Редкий случай в моей старости, но «Голос» я недавно прочел в третий раз. Когда‑то многое читал по нескольку раз. А сейчас, из современной литературы, – почти ничего. Сразу схватываю, что почем. Вот только «Все течет» Гроссмана перечитал. Первый раз, из‑под полы, слишком наскоро вышло, не все уловил. А третий раз… Другого случая не было. И «Прогулки» читал дважды. Каждый раз наталкиваешься на новые самородки. То там блеснет, то здесь.

Мне кажется, плодотворнее комментировать Синявского, чем Андропова. Лагерная трилогия давно опубликована, но до сих пор не прочитана. Это ведь трилогия – «Голос из хора», «Прогулки с Пушкиным», «В тени Гоголя». Трилогия, в которой последние два тома написаны в форме разбора Пушкина и Гоголя. Так, у Борхеса есть рассказы в форме критического разбора несуществующей книги. У Синявского – разбор существующих книг, но фантастический, произвольный, полный поэтической дерзости. Это не литературоведение. Это литература. И меньше всего прочитан «Голос из хора». Павел Басинский в своей статье о Синявском, опубликованной в «Литгазете» в 1993 г., просто не упомянул «Голос». Либо не лез «Голос» в схему, либо самым элементарным образом не прочитан. Я знаком с видным литературным критиком, который «Голос» просто не читал. Хотя это прямое продолжение «Уединенного» и «Опавших листьев» («Уединенное» – «Мысли врасплох» – «Голос из хора»). И, по‑моему, ничуть не хуже своего образца.

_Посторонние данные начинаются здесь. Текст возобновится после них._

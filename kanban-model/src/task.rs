//! Task types for the kanban board.
//!
//! A [`Task`] is a single work item living in exactly one column. Its
//! provenance fields (`created_at`, `created_by`) are written once at
//! creation; `last_edited` tracks content edits only and a recolor clears it.

use std::str::FromStr;

use chrono::{DateTime, Utc};
use serde::{Deserialize, Serialize};
use uuid::Uuid;

/// Unique identifier for a task, based on UUID v7 for time-ordering.
#[derive(Debug, Clone, PartialEq, Eq, Hash, Serialize, Deserialize)]
pub struct TaskId(Uuid);

impl TaskId {
    /// Creates a new time-ordered task identifier (UUID v7).
    #[must_use]
    pub fn new() -> Self {
        Self(Uuid::now_v7())
    }

    /// Creates a `TaskId` from an existing UUID.
    #[must_use]
    pub const fn from_uuid(uuid: Uuid) -> Self {
        Self(uuid)
    }

    /// Returns the inner UUID value.
    #[must_use]
    pub const fn as_uuid(&self) -> &Uuid {
        &self.0
    }
}

impl Default for TaskId {
    fn default() -> Self {
        Self::new()
    }
}

impl std::fmt::Display for TaskId {
    fn fmt(&self, f: &mut std::fmt::Formatter<'_>) -> std::fmt::Result {
        write!(f, "{}", self.0)
    }
}

impl FromStr for TaskId {
    type Err = uuid::Error;

    fn from_str(s: &str) -> Result<Self, Self::Err> {
        Uuid::parse_str(s).map(Self)
    }
}

/// Cosmetic color tag from the board's closed palette.
#[derive(Debug, Clone, Copy, Default, PartialEq, Eq, Hash, Serialize, Deserialize)]
#[serde(rename_all = "lowercase")]
pub enum TaskColor {
    /// Neutral card color, applied to every new task.
    #[default]
    White,
    /// Light green.
    Green,
    /// Light blue.
    Blue,
    /// Light red.
    Red,
    /// Light yellow.
    Yellow,
    /// Light purple.
    Purple,
}

impl TaskColor {
    /// Every palette entry, in picker order.
    pub const ALL: [Self; 6] = [
        Self::White,
        Self::Green,
        Self::Blue,
        Self::Red,
        Self::Yellow,
        Self::Purple,
    ];

    /// Lowercase palette name, as used in storage and on the command line.
    #[must_use]
    pub const fn as_str(&self) -> &'static str {
        match self {
            Self::White => "white",
            Self::Green => "green",
            Self::Blue => "blue",
            Self::Red => "red",
            Self::Yellow => "yellow",
            Self::Purple => "purple",
        }
    }
}

impl std::fmt::Display for TaskColor {
    fn fmt(&self, f: &mut std::fmt::Formatter<'_>) -> std::fmt::Result {
        f.write_str(self.as_str())
    }
}

/// Error returned when parsing an unknown palette name.
#[derive(Debug, Clone, PartialEq, Eq, thiserror::Error)]
#[error("unknown task color: {0} (expected one of white, green, blue, red, yellow, purple)")]
pub struct UnknownColor(pub String);

impl FromStr for TaskColor {
    type Err = UnknownColor;

    fn from_str(s: &str) -> Result<Self, Self::Err> {
        Self::ALL
            .into_iter()
            .find(|c| c.as_str().eq_ignore_ascii_case(s.trim()))
            .ok_or_else(|| UnknownColor(s.to_string()))
    }
}

/// A single work item on the board.
#[derive(Debug, Clone, PartialEq, Eq, Serialize, Deserialize)]
#[serde(rename_all = "camelCase")]
pub struct Task {
    /// Unique task identifier (UUID v7), stable for the task's lifetime.
    pub id: TaskId,
    /// Display title.
    pub title: String,
    /// Optional free-form description.
    #[serde(default, skip_serializing_if = "Option::is_none")]
    pub description: Option<String>,
    /// When the task was created. Never changes afterwards.
    pub created_at: DateTime<Utc>,
    /// Identifier of the user who created the task. Never changes afterwards.
    pub created_by: String,
    /// When the title or description last changed.
    #[serde(default, skip_serializing_if = "Option::is_none")]
    pub last_edited: Option<DateTime<Utc>>,
    /// Cosmetic color tag.
    #[serde(default, skip_serializing_if = "Option::is_none")]
    pub color: Option<TaskColor>,
}

impl Task {
    /// Creates a fresh task with a new id and the default palette color.
    #[must_use]
    pub fn new(
        title: String,
        description: Option<String>,
        created_by: String,
        created_at: DateTime<Utc>,
    ) -> Self {
        Self {
            id: TaskId::new(),
            title,
            description,
            created_at,
            created_by,
            last_edited: None,
            color: Some(TaskColor::default()),
        }
    }
}

/// A partial update to a task, merged shallowly onto the existing value.
///
/// Only fields that are `Some` are applied. `description` is doubly optional
/// so that an update can explicitly clear it (`Some(None)`).
#[derive(Debug, Clone, Default, PartialEq, Eq)]
pub struct TaskUpdate {
    /// Replacement title.
    pub title: Option<String>,
    /// Replacement description; `Some(None)` clears it.
    pub description: Option<Option<String>>,
    /// Replacement color.
    pub color: Option<TaskColor>,
}

impl TaskUpdate {
    /// An update that only changes the color.
    #[must_use]
    pub const fn recolor(color: TaskColor) -> Self {
        Self {
            title: None,
            description: None,
            color: Some(color),
        }
    }

    /// An update that replaces the title and description together.
    #[must_use]
    pub const fn edit(title: String, description: Option<String>) -> Self {
        Self {
            title: Some(title),
            description: Some(description),
            color: None,
        }
    }

    /// Whether this update carries a color change.
    ///
    /// Updates carrying a color are not content edits and clear
    /// `last_edited`.
    #[must_use]
    pub const fn is_recolor(&self) -> bool {
        self.color.is_some()
    }
}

Впрочем, Басинский мог и прочесть – пробежать глазами – и не заметить ничего интересного. В статье о Распутине, написанной талантливо, он прошел мимо рассказов «Что передать вороне» и «Век живи, век люби». Не лезли они в схему. Обычная ошибка молодых талантливых исследователей: создав новую схему, отбрасывать все, что ее взламывает. А «Голос из хора» – это сплошной взлом, разрушение всех схем, совершенная внутренняя свобода.

Если «Голос из хора» не литература, то что такое «Записки у изголовья» Сэй Сёнагон? Тот же «Голос из хора». Только не лагерного, а придворного. И не ХХ век, а Х‑й, и не Россия, а Япония, и тысячу лет чтится японцами как сокровище национальной литературы. Те же отрывочные, врасплох записанные мысли, та же игра с осколками ярких впечатлений, в которых, как солнечные зайчики, живет свет Целого, раскрывающегося через красоту, через умение видеть жизнь как искусство. «Записки» Сэй Сёнагон были вызовом сюжетной прозе (роману Мурасаки Сикибу) и хотя не превзошли «Гэндзи моногатари», но выдержали сравнение с ним, утвердили новый жанр. Так и «Голос из хора» утверждает его: набор эскизов к ненаписанной картине.

Жанр эссе сложился на Востоке раньше, чем на Западе. Назывался он в Японии «следовать за кистью», писать, что Бог на душу положит. Синявский очень похоже об этом говорит: «Чтобы написать что‑нибудь стоящее, надо быть абсолютно пустым»[90]. Откуда он это знал? Никаких следов изучения буддийской теории (для буддистов Пустота, Великая Пустота – что‑то вроде Святая Святых). Чистое наитие, еще раз блеснувшее в «Прогулках» и вызвавшее скандал: читатели Синявского не были знакомы с буддизмом и приняли слова о пустоте как оскорбление Пушкина. «Нужно уметь вить из фразы веревки. И ходить по ней, как по воздуху. По воздуху, ни за что не держась. Вне тела. Без формы, как чистый воздух» (с. 533). Немножко даже напоминает «Алмазную сутру»: «Воздыми свой дух и ни на чем не утверждай его».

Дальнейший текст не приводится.